1295. Find Numbers with Even Number of Digits
題目敘述
Given an array nums
of integers, return how many of them contain an even number of digits.
Example 1:
Input: nums = [12,345,2,6,7896]
Output: 2
Explanation:
12 contains 2 digits (even number of digits).
345 contains 3 digits (odd number of digits).
2 contains 1 digit (odd number of digits).
6 contains 1 digit (odd number of digits).
7896 contains 4 digits (even number of digits).
Therefore only 12 and 7896 contain an even number of digits.
Example 2:
Input: nums = [555,901,482,1771]
Output: 1
Explanation:
Only 1771 contains an even number of digits.
Constraints:
1 <= nums.length <= 500
1 <= nums[i] <= 10**5
Hint 1
How to compute the number of digits of a number ?
Hint 2
Divide the number by 10 again and again to get the number of digits.
題目翻譯
要在一個陣列 nums
中找出總共有幾個數值的位數是偶數的。
解法解析
這邊使用數字轉換字串的方是來解,轉換成字串後就可以用 % 2
來判斷是否為偶數。

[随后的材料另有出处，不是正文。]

use std::{
    collections::BTreeSet,
    fs::{read_dir, File},
    io::{ErrorKind, Write},
    path::{Path, PathBuf},
};

use serde::{Deserialize, Serialize};

use crate::{
    blob::Blob,
    commit::Commit,
    error::{Error, Result},
    index::Index,
    object_store::ObjectStore,
};

/// Names in the working directory that scans never report.
#[derive(PartialEq, Eq, Debug, Clone, Default, Serialize, Deserialize)]
pub struct Ignores {
    set: BTreeSet<String>,
}

impl Ignores {
    pub fn contains(&self, name: &str) -> bool {
        self.set.contains(name)
    }
}

impl FromIterator<String> for Ignores {
    fn from_iter<T: IntoIterator<Item = String>>(iter: T) -> Self {
        Ignores {
            set: iter.into_iter().collect(),
        }
    }
}

/// The plain files directly inside the working directory.
#[derive(Debug, Clone)]
pub struct WorkDir {
    root: PathBuf,
    ignores: Ignores,
}

impl WorkDir {
    pub fn new(root: PathBuf, ignores: Ignores) -> Self {
        Self { root, ignores }
    }

    pub fn root(&self) -> &Path {
        &self.root
    }

    /// Names of every plain, non-ignored file, sorted.
    pub fn files(&self) -> Result<BTreeSet<String>> {
        let mut names = BTreeSet::new();
        for entry in read_dir(&self.root)? {
            let entry = entry?;
            if !entry.file_type()?.is_file() {
                continue;
            }
            let Some(name) = entry.file_name().to_str().map(str::to_string) else {
                log::warn!("skipping non utf-8 file name {:?}", entry.file_name());
                continue;
            };
            if !self.ignores.contains(&name) {
                names.insert(name);
            }
        }
        Ok(names)
    }

    /// The on-disk file `name` captured as a blob, or `None` when there is
    /// no such plain file.
    pub fn blob(&self, name: &str) -> Result<Option<Blob>> {
        if name.is_empty() || name.contains(['/', '\\']) || self.ignores.contains(name) {
            return Ok(None);
        }
        let path = self.root.join(name);
        if !path.is_file() {
            return Ok(None);
        }
        Ok(Some(Blob::new(name, std::fs::read(path)?)))
    }

    pub fn write(&self, name: &str, content: &[u8]) -> Result<()> {
        log::debug!("writing {} into {:?}", name, self.root);
        let mut f = File::options()
            .write(true)
            .create(true)
            .truncate(true)
            .open(self.root.join(name))?;
        f.write_all(content)?;
        Ok(())
    }

    /// Deletes `name`, tolerating a file the user already deleted.
    pub fn delete(&self, name: &str) -> Result<()> {
        log::debug!("deleting {} from {:?}", name, self.root);
        match std::fs::remove_file(self.root.join(name)) {
            Err(err) if err.kind() != ErrorKind::NotFound => Err(err.into()),
            _ => Ok(()),
        }
    }

    /// Writes the stored content of `name` as tracked by `commit`.
    pub fn checkout_file<S>(&self, commit: &Commit, name: &str, blobs: &S) -> Result<()>
    where
        S: ObjectStore,
        Error: From<S::Error>,
    {
        let id = commit.blob(name).ok_or(Error::FileNotInCommit)?;
        let content = blobs.read(id)?.ok_or(Error::MissingObject(id))?;
        self.write(name, &content)
    }

    /// Replaces the working directory with the snapshot of `commit`.
    ///
    /// Every plain file is deleted first, so callers must have ruled out
    /// untracked files beforehand.
    pub fn materialize<S>(&self, commit: &Commit, blobs: &S) -> Result<()>
    where
        S: ObjectStore,
        Error: From<S::Error>,
    {
        log::info!("materializing {} into {:?}", commit.uid(), self.root);
        for name in self.files()? {
            std::fs::remove_file(self.root.join(&name))?;
        }
        for name in commit.files().keys() {
            self.checkout_file(commit, name, blobs)?;
        }
        Ok(())
    }

    /// Files on disk that neither `head` tracks nor `index` stages.
    pub fn untracked(&self, head: &Commit, index: &Index) -> Result<BTreeSet<String>> {
        Ok(self
            .files()?
            .into_iter()
            .filter(|name| head.blob(name).is_none() && !index.staged().contains_key(name))
            .collect())
    }

    /// Fails with [`Error::UntrackedFileConflict`] when a destructive
    /// operation would clobber an untracked file.
    pub fn ensure_no_untracked(&self, head: &Commit, index: &Index) -> Result<()> {
        let untracked = self.untracked(head, index)?;
        if untracked.is_empty() {
            Ok(())
        } else {
            log::debug!("untracked files in the way: {:?}", untracked);
            Err(Error::UntrackedFileConflict)
        }
    }
}

#[cfg(test)]
use crate::object_store::in_memory::InMemoryObjectStore;

#[test]
fn test_files_skips_directories_and_ignores() {
    let tempdir = tempfile::tempdir().unwrap();
    std::fs::create_dir(tempdir.path().join(".rev")).unwrap();
    std::fs::write(tempdir.path().join("a.txt"), "a").unwrap();
    std::fs::write(tempdir.path().join("skip.me"), "s").unwrap();
    let work_dir = WorkDir::new(
        tempdir.path().into(),
        ["skip.me".to_string()].into_iter().collect(),
    );
    assert_eq!(
        work_dir.files().unwrap(),
        ["a.txt".to_string()].into_iter().collect()
    );
    assert!(work_dir.blob("skip.me").unwrap().is_none());
    assert!(work_dir.blob(".rev").unwrap().is_none());
    assert_eq!(work_dir.blob("a.txt").unwrap().unwrap().content(), b"a");
}

#[test]
fn test_materialize_and_untracked() {
    let tempdir = tempfile::tempdir().unwrap();
    let work_dir = WorkDir::new(tempdir.path().into(), Ignores::default());
    let mut blobs = InMemoryObjectStore::new();
    let keep = Blob::new("keep.txt", "kept");
    blobs.insert(keep.uid(), keep.content()).unwrap();
    let commit = Commit::child(
        "one file",
        &Commit::initial().unwrap(),
        None,
        &[("keep.txt".to_string(), keep.uid())].into(),
        &BTreeSet::new(),
        chrono::Utc::now().fixed_offset(),
    )
    .unwrap();

    work_dir.write("old.txt", b"old").unwrap();
    let index = Index::default();
    assert_eq!(
        work_dir.untracked(&commit, &index).unwrap(),
        ["old.txt".to_string()].into_iter().collect()
    );
    assert!(matches!(
        work_dir.ensure_no_untracked(&commit, &index),
        Err(Error::UntrackedFileConflict)
    ));

    work_dir.materialize(&commit, &blobs).unwrap();
    assert!(!tempdir.path().join("old.txt").exists());
    assert_eq!(std::fs::read(tempdir.path().join("keep.txt")).unwrap(), b"kept");
    work_dir.ensure_no_untracked(&commit, &index).unwrap();
}

#[test]
fn test_checkout_missing_file() {
    let tempdir = tempfile::tempdir().unwrap();
    let work_dir = WorkDir::new(tempdir.path().into(), Ignores::default());
    let blobs = InMemoryObjectStore::new();
    assert!(matches!(
        work_dir.checkout_file(&Commit::initial().unwrap(), "nope", &blobs),
        Err(Error::FileNotInCommit)
    ));
    work_dir.delete("nope").unwrap();
}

另外一種方式就是用雙重回圈的方式來 / 10
計算總共有幾個位數。
解法範例
Go
func findNumbers(nums []int) int {
var count int = 0
for _, num := range nums {
if len(strconv.Itoa(num))%2 == 0 {
count++
}
}
return count
}
JavaScript
/**
* @param {number[]} nums
* @return {number}
*/
var findNumbers = function(nums) {
let count = 0;
for (const num of nums) {
count += ~String(num).length & 1
}
return count;
};
Kotlin
class Solution {
fun findNumbers(nums: IntArray): Int {
var count: Int = 0
for (num in nums) {
if (num.toString().length % 2 == 0) {
count++
}
}
return count
}
}
PHP
class Solution
{
/**
* @param Integer[] $nums
* @return Integer
*/
function findNumbers($nums)
{
$count = 0;
foreach ($nums as $num) {
if (strlen((string)$num) % 2 == 0) {
$count++;
}
}
return $count;
}
}
Python
class Solution:
def findNumbers(self, nums: List[int]) -> int:
return sum(~len(str(x)) & 1 for x in nums)
Rust
impl Solution {
pub fn find_numbers(nums: Vec<i32>) -> i32 {
return nums.iter()
.filter(|num| num.to_string().len() %2 == 0)
.count() as i32;
}
}
Swift
class Solution {
func findNumbers(_ nums: [Int]) -> Int {
var count: Int = 0
for num in nums {
if String(num).count % 2 == 0 {
count += 1
}
}
return count
}
}